Después de varias semanas condicionadas por los excesos hídricos, una ventana de estabilidad climática permitió recuperar el ritmo de las actividades agrícolas en buena parte del centro norte santafesino. El movimiento de equipos y maquinarias aumentó durante la última semana, con avances tanto en las tareas de cosecha como en la implantación de los cultivos de la nueva campaña.
El informe del Sistema de Estimaciones Agrícolas (SEA), que elabora la Bolsa de Comercio de Santa Fe y comprende el período entre el 26 de agosto y el 1 de septiembre, señaló que las escasas precipitaciones y lloviznas tuvieron bajo impacto sobre la superficie. Aunque todavía persisten sectores bajos con dificultades de acceso, los escenarios de encharcamiento o anegamiento comenzaron a revertirse lentamente en distintas posiciones topográficas. Los perfiles, mientras tanto, conservaron una muy buena disponibilidad y reserva de agua útil, una condición particularmente favorable para el trigo y para las nuevas siembras.
En este contexto, la implantación del maíz temprano se desarrolló a pleno, con un creciente movimiento de equipos. En el centro del departamento Castellanos se observaron labores sobre lotes que habían sido ocupados por soja temprana. La intención de siembra para la campaña 2026/27 alcanza las 98.000 hectáreas.
También avanzó la siembra de girasol, favorecida por la recuperación de las condiciones físicas de los suelos y la disponibilidad de humedad. En el centro de General Obligado se registraron lotes en plena implantación. Para el nuevo ciclo, la intención de siembra se ubica en 170.000 hectáreas.
La mejora de las condiciones permitió, a su vez, acelerar la cosecha de maíz tardío en los sectores más secos. La superficie implantada llegó a 89.000 hectáreas, un 25,8 % más que en la campaña anterior, aunque 1.000 hectáreas por debajo de la estimación inicial. La recolección estuvo condicionada por humedades de grano de entre 15 y 18 %, mientras que los rendimientos promedio se ubicaron entre 80 y 120 qq/ha en el sur del área de estudio, entre 70 y 100 qq/ha en el centro y entre 60 y 75 qq/ha en el norte.
El trigo, por su parte, continuó evolucionando normalmente, con muy buenas condiciones de humedad en la cama de siembra y en los perfiles. Se observaron lotes con buena germinación, emergencia, desarrollo vegetativo, macollaje e inicio de encañazón, además de una adecuada densidad de plantas. Durante la semana también se realizaron aplicaciones de fertilizantes nitrogenados y tareas de seguimiento y control.

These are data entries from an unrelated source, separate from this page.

// src/error.rs
//! Error taxonomy for anchoring and verification.
//!
//! Every failure is terminal for the operation that raised it. The `Display`
//! text of each variant is what gets recorded on a failed anchor attempt and
//! what the HTTP layer hands back to the caller.

use thiserror::Error;

#[derive(Error, Debug, Clone, PartialEq, Eq)]
pub enum AnchorError {
    /// Anchor requested without a bound identity.
    #[error("Login required")]
    NotLoggedIn,

    /// The wallet resolved a signer for a different account than the identity.
    #[error("Wallet does not match logged-in DID: {0}")]
    IdentityMismatch(String),

    #[error("Wallet connection failed: {0}")]
    WalletConnection(String),

    /// The ledger rejected the submitted transaction.
    #[error("Transaction rejected: {0}")]
    Dispatch(String),

    #[error("Ledger connection failed: {0}")]
    Connection(String),

    /// The read query itself failed. Never used for a legitimate "not anchored".
    #[error("Verification query failed: {0}")]
    VerificationQuery(String),

    #[error("Invalid fingerprint: {0}")]
    InvalidFingerprint(String),

    #[error("Configuration error: {0}")]
    Config(String),

    #[error("An anchor attempt is already in progress")]
    Busy,

    #[error("Unknown error: {0}")]
    Unknown(String),
}

impl From<config::ConfigError> for AnchorError {
    fn from(e: config::ConfigError) -> Self {
        AnchorError::Config(e.to_string())
    }
}

pub type Result<T> = std::result::Result<T, AnchorError>;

En el caso del algodón, la superficie implantada alcanzó las 106.100 hectáreas, entre un 22 y un 24 % menos que en la campaña anterior. La zona este algodonera llegó al 98 % de la superficie cosechada, aunque en el oeste el avance continuó siendo más puntual debido a las dificultades de acceso a los lotes bajos. Los últimos rendimientos registrados fueron muy variables, desde 500 hasta 3.000 kg/ha.
Así, con la humedad todavía como un factor determinante pero con mejores condiciones para ingresar a los lotes, el área de estudio del SEA recuperó durante la última semana buena parte del movimiento habitual. La prioridad pasó a ser aprovechar la ventana climática para avanzar con las tareas pendientes y, al mismo tiempo, sostener el buen estado general de los cultivos en desarrollo.